If he had raped a 12-year-old instead, his record would be sealed. But THIS was important enough to go public with.
Those of you with time on your hands, PLEASE start collecting media names and searching their timelines and posts. Who can survive a fine tooth comb search? I couldn't. Once, when I was at band camp ....
"If he had raped a 12-year-old instead, his record would be sealed."
If he had raped a 12-year-old, he'd have been tried as an adult, and still serving time, and not appearing in the background of sports programming, asking for beer money.
Better question is when would journalists publish nude pictures of their grandmother. Answer: Whenever it would increase their circulation or increase their viewers.
"It's always nice to see you, dear, but I have to admit I'm a bit uncomfortable with your request...yes, I do want you to make more money at your job, but perhaps you could find some other way..."
Between Penn and Calvin, that makes two journalists bitten in the ass for surfacing old tweets. Is our journalists learning?
"...why would a reporter spend countless hours aimlessly scrolling through Facebook posts with the sole purpose of surfacing offensive tweets?"
Someone who wants to find Tweets and searches through Facebook posts for them has deeper issues. As it turns out Twitter is actually a different medium than Facebook.
Hey, kids, photograph and Tweet your favorite jokes!
https://amzn.to/2mwuhf0
On the "tight deadline" point, there is lots of software out there, some developed explicitly for journalistic purposes, that makes corpus analysis easy. Eg. using sentiment analysis to identify those tweets that were highly emotional, or likely containing insults etc .
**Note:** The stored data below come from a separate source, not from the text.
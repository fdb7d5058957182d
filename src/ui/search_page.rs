//! State of the debounce search page.

use std::time::{Duration, Instant};

use crate::bites::debounce::Debounced;
use crate::bites::search::{
    filter_records, results_caption, EmptyQueryPolicy, SearchRecord, SEARCHING_GRACE_MS,
    SEARCH_DATA,
};
use crate::config::SearchConfig;

pub struct SearchPage {
    input: String,
    query: Debounced<String>,
    policy: EmptyQueryPolicy,
    searching_until: Option<Instant>,
    results: Vec<&'static SearchRecord>,
}

impl SearchPage {
    pub fn new(config: &SearchConfig) -> Self {
        let policy = config.empty_query;
        Self {
            input: String::new(),
            query: Debounced::new(String::new(), config.debounce()),
            policy,
            searching_until: None,
            results: filter_records("", SEARCH_DATA, policy),
        }
    }

    pub fn input(&self) -> &str {
        &self.input
    }

    pub fn push_char(&mut self, ch: char, now: Instant) {
        self.input.push(ch);
        self.input_changed(now);
    }

    /// Remove the last character. Returns false when the input was already empty.
    pub fn pop_char(&mut self, now: Instant) -> bool {
        if self.input.pop().is_none() {
            return false;
        }
        self.input_changed(now);
        true
    }

    pub fn clear(&mut self, now: Instant) {
        if self.input.is_empty() {
            return;
        }
        self.input.clear();
        self.input_changed(now);
    }

    fn input_changed(&mut self, now: Instant) {
        self.query.set(self.input.clone(), now);
        let grace = Duration::from_millis(SEARCHING_GRACE_MS);
        self.searching_until = Some(now + self.query.delay() + grace);
    }

    /// Advance timers. Returns true if anything visible changed.
    pub fn poll(&mut self, now: Instant) -> bool {
        let mut changed = false;
        if let Some(term) = self.query.poll(now) {
            self.results = filter_records(&term, SEARCH_DATA, self.policy);
            tracing::debug!(term = %term, count = self.results.len(), "search settled");
            changed = true;
        }
        if matches!(self.searching_until, Some(until) if now >= until) {
            self.searching_until = None;
            changed = true;
        }
        changed
    }

    /// Earliest instant at which [`poll`](Self::poll) has work to do.
    pub fn next_deadline(&self) -> Option<Instant> {
        [self.query.deadline(), self.searching_until]
            .into_iter()
            .flatten()
            .min()
    }

    pub fn is_searching(&self) -> bool {
        self.searching_until.is_some()
    }

    pub fn settled_term(&self) -> &str {
        self.query.settled()
    }

    pub fn results(&self) -> &[&'static SearchRecord] {
        &self.results
    }

    pub fn caption(&self) -> String {
        results_caption(&self.input, self.results.len())
    }

    /// Shown in place of the list when a non-blank search found nothing.
    pub fn empty_message(&self) -> Option<String> {
        if self.input.trim().is_empty() || !self.results.is_empty() || self.is_searching() {
            return None;
        }
        Some(format!("No results found for \"{}\"", self.input))
    }
}

impl Drop for SearchPage {
    fn drop(&mut self) {
        self.query.cancel();
    }
}

#[cfg(test)]
mod tests {
    use super::*;

    fn ms(value: u64) -> Duration {
        Duration::from_millis(value)
    }

    fn type_str(page: &mut SearchPage, text: &str, start: Instant, step: Duration) -> Instant {
        let mut now = start;
        for ch in text.chars() {
            page.push_char(ch, now);
            now += step;
        }
        now - step
    }

    #[test]
    fn results_follow_settled_query() {
        let start = Instant::now();
        let mut page = SearchPage::new(&SearchConfig::default());
        let last = type_str(&mut page, "rea", start, ms(50));

        assert!(!page.poll(last + ms(299)));
        assert!(page.results().is_empty());
        assert!(page.is_searching());

        assert!(page.poll(last + ms(300)));
        assert_eq!(page.settled_term(), "rea");
        let names: Vec<_> = page.results().iter().map(|r| r.name).collect();
        assert_eq!(names, ["React"]);
        assert!(page.is_searching());

        assert!(page.poll(last + ms(400)));
        assert!(!page.is_searching());
        assert_eq!(page.caption(), "Found 1 result");
    }

    #[test]
    fn deadline_tracks_debounce_then_grace() {
        let start = Instant::now();
        let mut page = SearchPage::new(&SearchConfig::default());
        assert_eq!(page.next_deadline(), None);

        page.push_char('v', start);
        assert_eq!(page.next_deadline(), Some(start + ms(300)));
        page.poll(start + ms(300));
        assert_eq!(page.next_deadline(), Some(start + ms(400)));
        page.poll(start + ms(400));
        assert_eq!(page.next_deadline(), None);
    }

    #[test]
    fn empty_state_uses_raw_input() {
        let start = Instant::now();
        let mut page = SearchPage::new(&SearchConfig::default());
        page.push_char('z', start);
        page.push_char('q', start);
        page.poll(start + ms(400));
        assert_eq!(page.empty_message().as_deref(), Some("No results found for \"zq\""));
        assert_eq!(page.caption(), "Found 0 results");
    }

    #[test]
    fn backspace_on_empty_input_reports_nothing_removed() {
        let mut page = SearchPage::new(&SearchConfig::default());
        assert!(!page.pop_char(Instant::now()));
        assert_eq!(page.caption(), "Start typing to search");
    }

    #[test]
    fn show_all_policy_lists_everything_up_front() {
        let config = SearchConfig {
            empty_query: EmptyQueryPolicy::ShowAll,
            ..SearchConfig::default()
        };
        let page = SearchPage::new(&config);
        assert_eq!(page.results().len(), SEARCH_DATA.len());
    }
}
As for the legal part, well, that's essentially the right to be forgotten under the GDPR when properly understood (i.e. targeting only false, irrelevant and outdated info), so now you only have to convince your co-conspirator Baker (and good luck with that :o))
“Given these constraints, why would a reporter spend countless hours aimlessly scrolling through Facebook posts with the sole purpose of surfacing offensive tweets”
There are social media scanning services that can run the search for you within hours. You don't even have to sit there watching it. Just hit scan and an email will alert you when done.
"You’re skipping the context of the two examples."
More correctly, I'm not seeing a case for why the context would matter.
" And in the case of Olson, unless you missed it, the old FB posts were sarcasm taken out of context to make it *appear* anti-semitic, and done with malice by the reporter."
Uh, yeah. Go back up a couple of posts to what I wrote. See how I distinguish between #1 and #2? You're suggesting I'm defending #2. I'm not. I'm defending #1. See how those are different things? And I say that confusing the two is a mistake? Yeah? Well, you're making a mistake.
"only *some* people tell their kids to be careful on social media"
So, some parents neglect to properly inform their children. True enough, if not even vaguely relevant.
"legally and morally, kids are held to a lower standard of accountability."
OK. And? How is that even vaguely relevant? The only kids in this story are ones you just dragged into it.
" Please state where YOU made a distinction that you don’t support example #2."
I never wrote anything that supports #2. You can try to work around that (and obviously will, because it's either that or admit you made a mistake and doubled down on it) but it's still true.
"Lastly, society, and the legal system as a reflection of our shared morality, says childhood is a mitigating factor due to immaturity"
Are you a child? If so, I won't hold your immaturity against you.
"Ah, so when your ignorance about the beer guy being 16"
The beer guy is 24. 24 is 50% more than 16. That the kind of "ignorance" you're talking about?
I'm going to ignore the rest of your drivel. Have a nice day anyway.